シナリオリクエストありがとうございました。
無くし物はなんですか? 見つけにくい物ですか?
それより皆と闇オークションを潰しにいきましょう。
●達成条件
無くし物を取り返す。
貴族の無くし物(黄金のラッパ)を取り返す。
●情報確度
このシナリオの情報精度はAです。
想定外の事態は起きません。
●このシナリオについて
闇オークションに乗り込んで無くし物を取り返します。
潜入してオークションに参加してもよし、頃合いを見て暴れ回ってもよし、どんな手段もオールオッケーです。
依頼の参加者は全員無くし物をしています。
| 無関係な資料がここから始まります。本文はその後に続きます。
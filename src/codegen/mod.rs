//! The generation entry point: graph in, Python module source out.

use crate::ast::AstNode;
use crate::catalog::{Catalog, Category};
use crate::error::CodegenError;
use crate::graph::{Graph, NodeId};
use tracing::info;

mod builder;

use builder::ProgramBuilder;

/// Knobs that shape the emitted class.
#[derive(Debug, Clone, PartialEq)]
pub struct CodegenOptions {
    pub class_name: String,
    pub super_class: Option<String>,
    pub forward_name: String,
    pub input_dtype: String,
    pub return_type: String,
    /// Declare `self.<name> = nn.<Type>()` in the initializer for learnable nodes.
    pub declare_submodules: bool,
}

impl Default for CodegenOptions {
    fn default() -> Self {
        Self {
            class_name: "MyModel".to_string(),
            super_class: None,
            forward_name: "forward".to_string(),
            input_dtype: "torch.Tensor".to_string(),
            return_type: "torch.Tensor".to_string(),
            declare_submodules: false,
        }
    }
}

pub struct Codegen<'g> {
    graph: &'g Graph,
    catalog: Catalog,
    options: CodegenOptions,
    entry_points: Option<Vec<NodeId>>,
}

pub struct CodegenBuilder<'g> {
    graph: &'g Graph,
    catalog: Catalog,
    options: CodegenOptions,
    entry_points: Option<Vec<NodeId>>,
}

impl<'g> CodegenBuilder<'g> {
    pub fn new(graph: &'g Graph) -> Self {
        Self {
            graph,
            catalog: Catalog::default(),
            options: CodegenOptions::default(),
            entry_points: None,
        }
    }

    pub fn with_options(mut self, options: CodegenOptions) -> Self {
        self.options = options;
        self
    }

    pub fn with_class_name(mut self, name: &str) -> Self {
        self.options.class_name = name.to_string();
        self
    }

    pub fn with_super_class(mut self, super_class: &str) -> Self {
        self.options.super_class = Some(super_class.to_string());
        self
    }

    pub fn with_forward_name(mut self, name: &str) -> Self {
        self.options.forward_name = name.to_string();
        self
    }

    pub fn with_input_dtype(mut self, dtype: &str) -> Self {
        self.options.input_dtype = dtype.to_string();
        self
    }

    pub fn with_return_type(mut self, return_type: &str) -> Self {
        self.options.return_type = return_type.to_string();
        self
    }

    pub fn with_submodule_declarations(mut self, enabled: bool) -> Self {
        self.options.declare_submodules = enabled;
        self
    }

    /// Nodes whose values the forward method returns, in return order.
    /// Defaults to the graph's `Output` nodes.
    pub fn with_entry_points(mut self, entry_points: Vec<NodeId>) -> Self {
        self.entry_points = Some(entry_points);
        self
    }

    /// Lets `user_type` render like `known_type`. Unknown targets are ignored.
    pub fn with_type_mapping(mut self, user_type: &str, known_type: &str) -> Self {
        self.catalog.alias(user_type, known_type);
        self
    }

    pub fn with_category(mut self, node_type: &str, category: Category) -> Self {
        self.catalog.insert(node_type, category);
        self
    }

    pub fn with_catalog(mut self, catalog: Catalog) -> Self {
        self.catalog = catalog;
        self
    }

    pub fn build(self) -> Codegen<'g> {
        Codegen {
            graph: self.graph,
            catalog: self.catalog,
            options: self.options,
            entry_points: self.entry_points,
        }
    }
}

impl<'g> Codegen<'g> {
    pub fn builder(graph: &'g Graph) -> CodegenBuilder<'g> {
        CodegenBuilder::new(graph)
    }

    pub fn options(&self) -> &CodegenOptions {
        &self.options
    }

    fn entry_points(&self) -> &[NodeId] {
        match &self.entry_points {
            Some(entry_points) => entry_points,
            None => self.graph.output_nodes(),
        }
    }

    /// Runs one generation pass and returns the syntax tree.
    ///
    /// Each call starts a fresh resolution, so repeated calls on an unchanged
    /// graph yield identical trees.
    pub fn build_program(&self) -> Result<AstNode, CodegenError> {
        let entry_points = self.entry_points();
        info!(
            nodes = self.graph.len(),
            links = self.graph.link_count(),
            entry_points = entry_points.len(),
            "starting generation pass"
        );

        let builder = ProgramBuilder::new(self.graph, &self.catalog, &self.options);
        let program = builder.build(entry_points)?;

        info!(class = %self.options.class_name, "generation pass complete");
        Ok(program)
    }

    /// Runs one generation pass and prints the result.
    pub fn generate(&self) -> Result<String, CodegenError> {
        self.build_program().map(|program| program.to_string())
    }
}

/// Generates source for `graph` with default options.
///
/// An empty `entry_points` slice means "all output nodes, in declared order".
pub fn generate(graph: &Graph, entry_points: &[NodeId]) -> Result<String, CodegenError> {
    let mut builder = Codegen::builder(graph);
    if !entry_points.is_empty() {
        builder = builder.with_entry_points(entry_points.to_vec());
    }
    builder.build().generate()
}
自分が何を無くしたのか宣言しておくとよいでしょう。
無くし物はオークションに出品される際にモデルが身につけたり、なんらかのアイテムと一緒に展示されたり、あるいは傭兵が手にしているかもしれません。
色々想定してみても良いですし、おまかせでも大丈夫です。
●闇オークション主催側について
主催が三人、警備兵が五人、戦闘能力のない協力者が五名います。
協力者を除けば、それなりに危ない橋を渡ってきた連中で戦闘能力はそこそこですが、逃げ足が速いです。
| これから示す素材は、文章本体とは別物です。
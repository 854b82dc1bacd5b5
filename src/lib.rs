//! # Torchwright - Graph to PyTorch Module Generator
//!
//! **Torchwright** turns a visually assembled graph of neural-network layers and
//! elementwise operations into the source of a PyTorch module: a class with an
//! initializer and a forward method.
//!
//! ## Core Workflow
//!
//! 1.  **Build the graph**: An editor (or a saved [`graph::GraphDocument`]) creates
//!     nodes and commits links through the [`Graph`] mutation interface.
//! 2.  **Configure**: [`Codegen::builder`] picks the class name, entry points and
//!     any extra node types.
//! 3.  **Generate**: Each pass resolves every reachable node exactly once, binds
//!     the results in the forward method, and prints the syntax tree.
//!
//! ## Quick Start
//!
//! ```rust
//! use torchwright::prelude::*;
//!
//! fn main() -> Result<()> {
//!     let mut graph = Graph::new();
//!     let x = graph.create_node("Input", "x", 0, 1)?;
//!     let conv = graph.create_node("Conv2d", "conv_1", 1, 1)?;
//!     let y = graph.create_node("Output", "y", 1, 0)?;
//!     graph.connect(x, 0, conv, 0)?;
//!     graph.connect(conv, 0, y, 0)?;
//!
//!     let code = Codegen::builder(&graph).build().generate()?;
//!     assert!(code.contains("conv_1_out = self.conv_1(x)"));
//!     assert!(code.contains("return conv_1_out"));
//!     Ok(())
//! }
//! ```

pub mod ast;
pub mod catalog;
pub mod codegen;
pub mod error;
pub mod evaluator;
pub mod graph;
pub mod prelude;

pub use codegen::{Codegen, generate};
pub use graph::Graph;

#[cfg(feature = "python-bindings")]
mod python;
協力者は放置しておくと、邪魔してくるかも知れません。
●戦闘地域について
薄暗い地下施設が舞台となります。
それなりに広い場所となり、戦闘行動は取りやすいでしょう。
薄暗いので無くし物を探すのに明かりは必要そうです。
そのほか、有用そうなスキルやアイテムには色々なボーナスがつきます。
皆様の素晴らしいプレイングをお待ちしています。
宜しくお願いいたします。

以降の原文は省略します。